** Work to be completed **
In the listing that follows, how many lines include the word "Regex"? Only the number is wanted.
════
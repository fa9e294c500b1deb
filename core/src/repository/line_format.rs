//! One task per line, fields joined by ` | `:
//!
//! ```text
//! T | 0 | read book
//! D | 1 | return book | 2019-12-02T00:00
//! E | 0 | trip | 2019-12-02T09:00 | 2019-12-02T18:00
//! ```

use std::sync::LazyLock;

use regex::Regex;
use thiserror::Error;

use crate::model::task::{Task, TaskKind};
use crate::time::{format_for_storage, parse_storage_date_time};

pub const DELIMITER: &str = " | ";

static FIELD_SEPARATOR: LazyLock<Regex> =
    LazyLock::new(|| Regex::new(r"\s\|\s").expect("field separator pattern is valid"));

/// Why a stored line was skipped.
#[derive(Error, Debug, Clone, PartialEq, Eq)]
pub enum CorruptLine {
    #[error("expected at least 3 fields, found {0}")]
    TooFewFields(usize),

    #[error("done flag must be 0 or 1, found '{0}'")]
    InvalidDoneFlag(String),

    #[error("unknown task type '{0}'")]
    UnknownType(String),

    #[error("type {tag} needs {expected} fields, found {found}")]
    WrongFieldCount {
        tag: &'static str,
        expected: usize,
        found: usize,
    },

    #[error("description is blank")]
    BlankDescription,

    #[error("{0}")]
    InvalidDateTime(String),

    #[error("event starts after it ends")]
    InvalidRange,
}

pub fn encode_line(task: &Task) -> String {
    let done = if task.is_done { "1" } else { "0" };
    let mut fields = vec![task.type_tag().to_string(), done.to_string(), task.description.clone()];
    match task.kind {
        TaskKind::Todo => {}
        TaskKind::Deadline { by } => fields.push(format_for_storage(by)),
        TaskKind::Event { from, to } => {
            fields.push(format_for_storage(from));
            fields.push(format_for_storage(to));
        }
    }
    fields.join(DELIMITER)
}

/// Decodes one trimmed, non-blank line.
pub fn decode_line(line: &str) -> Result<Task, CorruptLine> {
    let fields: Vec<&str> = FIELD_SEPARATOR.split(line).collect();
    if fields.len() < 3 {
        return Err(CorruptLine::TooFewFields(fields.len()));
    }

    let is_done = match fields[1].trim() {
        "1" => true,
        "0" => false,
        other => return Err(CorruptLine::InvalidDoneFlag(other.to_string())),
    };

    let tag = fields[0].trim();
    let (tag, expected): (&'static str, usize) = match tag {
        "T" => ("T", 3),
        "D" => ("D", 4),
        "E" => ("E", 5),
        other => return Err(CorruptLine::UnknownType(other.to_string())),
    };
    if fields.len() != expected {
        return Err(CorruptLine::WrongFieldCount {
            tag,
            expected,
            found: fields.len(),
        });
    }

    let stored = |raw: &str| {
        parse_storage_date_time(raw).map_err(|err| CorruptLine::InvalidDateTime(err.to_string()))
    };
    let kind = match tag {
        "D" => TaskKind::Deadline {
            by: stored(fields[3])?,
        },
        "E" => {
            let from = stored(fields[3])?;
            let to = stored(fields[4])?;
            if from > to {
                return Err(CorruptLine::InvalidRange);
            }
            TaskKind::Event { from, to }
        }
        _ => TaskKind::Todo,
    };

    let description = fields[2].trim();
    if description.is_empty() {
        return Err(CorruptLine::BlankDescription);
    }

    let mut task = Task::new(description, kind);
    if is_done {
        task.mark_as_done();
    }
    Ok(task)
}
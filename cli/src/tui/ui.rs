use ratatui::{
    layout::{Alignment, Constraint, Direction, Layout, Rect},
    style::{Color, Modifier, Style},
    text::{Line, Span},
    widgets::{Block, BorderType, Borders, Paragraph},
    Frame,
};
use todobot_core::ui::{BOT_NAME, SEPARATOR};
use todobot_core::TaskStore;

use crate::tui::app::{App, InputMode};

pub fn draw<S: TaskStore>(f: &mut Frame, app: &App<S>) {
    let size = f.area();

    let chunks = Layout::default()
        .direction(Direction::Vertical)
        .margin(0)
        .constraints([
            Constraint::Length(3), // Header
            Constraint::Min(1),    // Transcript
            Constraint::Length(3), // Input
            Constraint::Length(1), // Footer/Help
        ])
        .split(size);

    let header = Paragraph::new(BOT_NAME.to_uppercase())
        .style(Style::default().fg(Color::Cyan).add_modifier(Modifier::BOLD))
        .alignment(Alignment::Center)
        .block(Block::default().borders(Borders::ALL).border_type(BorderType::Rounded));
    f.render_widget(header, chunks[0]);

    draw_transcript(f, app, chunks[1]);
    draw_input(f, app, chunks[2]);

    let help = match app.input_mode {
        InputMode::Typing => format!(
            "Enter: Send | PgUp/PgDn: Scroll | Esc: Quit | {} task(s)",
            app.session.tasks().len()
        ),
        InputMode::Finished => "Press any key to close".to_string(),
    };
    let footer = Paragraph::new(help)
        .style(Style::default().fg(Color::DarkGray))
        .alignment(Alignment::Center);
    f.render_widget(footer, chunks[3]);
}

fn draw_transcript<S: TaskStore>(f: &mut Frame, app: &App<S>, area: Rect) {
    let lines: Vec<Line> = app
        .transcript
        .iter()
        .map(|line| {
            if let Some(input) = line.strip_prefix("> ") {
                Line::from(vec![
                    Span::styled("> ", Style::default().fg(Color::Yellow)),
                    Span::styled(input, Style::default().add_modifier(Modifier::BOLD)),
                ])
            } else if line == SEPARATOR {
                Line::styled(line.as_str(), Style::default().fg(Color::DarkGray))
            } else if line.starts_with(" OOPS!!!") {
                Line::styled(line.as_str(), Style::default().fg(Color::Red))
            } else {
                Line::raw(line.as_str())
            }
        })
        .collect();

    // Keep the newest line at the bottom edge unless scrolled back.
    let visible = usize::from(area.height.saturating_sub(2));
    let top = lines
        .len()
        .saturating_sub(visible)
        .saturating_sub(app.scroll_back);

    let transcript = Paragraph::new(lines)
        .block(
            Block::default()
                .title(" Chat ")
                .borders(Borders::ALL)
                .border_type(BorderType::Rounded),
        )
        .scroll((u16::try_from(top).unwrap_or(u16::MAX), 0));
    f.render_widget(transcript, area);
}

fn draw_input<S: TaskStore>(f: &mut Frame, app: &App<S>, area: Rect) {
    let style = match app.input_mode {
        InputMode::Typing => Style::default().fg(Color::Yellow),
        InputMode::Finished => Style::default().fg(Color::DarkGray),
    };
    let input = Paragraph::new(app.input.as_str()).style(style).block(
        Block::default()
            .title(" Command ")
            .borders(Borders::ALL)
            .border_type(BorderType::Rounded),
    );
    f.render_widget(input, area);

    if let InputMode::Typing = app.input_mode {
        f.set_cursor_position((area.x + 1 + app.cursor_column(), area.y + 1));
    }
}
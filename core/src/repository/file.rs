use std::fs::{self, File};
use std::io::{BufWriter, Write};
use std::path::{Path, PathBuf};

use tracing::{debug, warn};

use crate::model::task::Task;
use crate::repository::line_format::{decode_line, encode_line};
use crate::repository::traits::TaskStore;

pub const DEFAULT_FILE_NAME: &str = "todobot.txt";
const DEFAULT_DIR_NAME: &str = ".todobot";
const FALLBACK_DIR: &str = "data";

/// Plain-text save file, rewritten in full on every save.
#[derive(Clone, Debug)]
pub struct FileTaskStore {
    file_path: PathBuf,
}

impl FileTaskStore {
    /// Stores into `<base_dir>/todobot.txt`. Without a base directory this is
    /// `~/.todobot`, or `./data` when no home directory can be found.
    ///
    /// Nothing is created on disk until the first save.
    pub fn new(base_dir: Option<PathBuf>) -> Self {
        let dir = base_dir.unwrap_or_else(|| match dirs::home_dir() {
            Some(home) => home.join(DEFAULT_DIR_NAME),
            None => {
                warn!("could not determine home directory, using ./{FALLBACK_DIR}");
                PathBuf::from(FALLBACK_DIR)
            }
        });
        Self::with_file(dir.join(DEFAULT_FILE_NAME))
    }

    pub fn with_file(file_path: impl Into<PathBuf>) -> Self {
        Self {
            file_path: file_path.into(),
        }
    }

    pub fn file_path(&self) -> &Path {
        &self.file_path
    }

    fn write_tasks(&self, tasks: &[Task]) -> std::io::Result<()> {
        if let Some(parent) = self.file_path.parent() {
            if !parent.as_os_str().is_empty() {
                fs::create_dir_all(parent)?;
            }
        }

        let file = File::create(&self.file_path)?;
        let mut writer = BufWriter::new(file);
        for task in tasks {
            writeln!(writer, "{}", encode_line(task))?;
        }
        writer.flush()
    }
}

impl TaskStore for FileTaskStore {
    fn load(&self) -> Vec<Task> {
        if !self.file_path.exists() {
            debug!(path = %self.file_path.display(), "no save file yet");
            return Vec::new();
        }

        let content = match fs::read_to_string(&self.file_path) {
            Ok(content) => content,
            Err(err) => {
                warn!(path = %self.file_path.display(), error = %err, "unable to load tasks");
                return Vec::new();
            }
        };

        let mut tasks = Vec::new();
        for (number, raw) in content.lines().enumerate() {
            let line = raw.trim();
            if line.is_empty() {
                continue;
            }
            match decode_line(line) {
                Ok(task) => tasks.push(task),
                Err(reason) => warn!(
                    path = %self.file_path.display(),
                    line_number = number + 1,
                    %reason,
                    "skipping corrupt line: {line}"
                ),
            }
        }

        debug!(path = %self.file_path.display(), count = tasks.len(), "loaded tasks");
        tasks
    }

    fn save(&self, tasks: &[Task]) {
        match self.write_tasks(tasks) {
            Ok(()) => debug!(path = %self.file_path.display(), count = tasks.len(), "saved tasks"),
            Err(err) => {
                warn!(path = %self.file_path.display(), error = %err, "unable to save tasks")
            }
        }
    }
}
════
** Solved problem **
3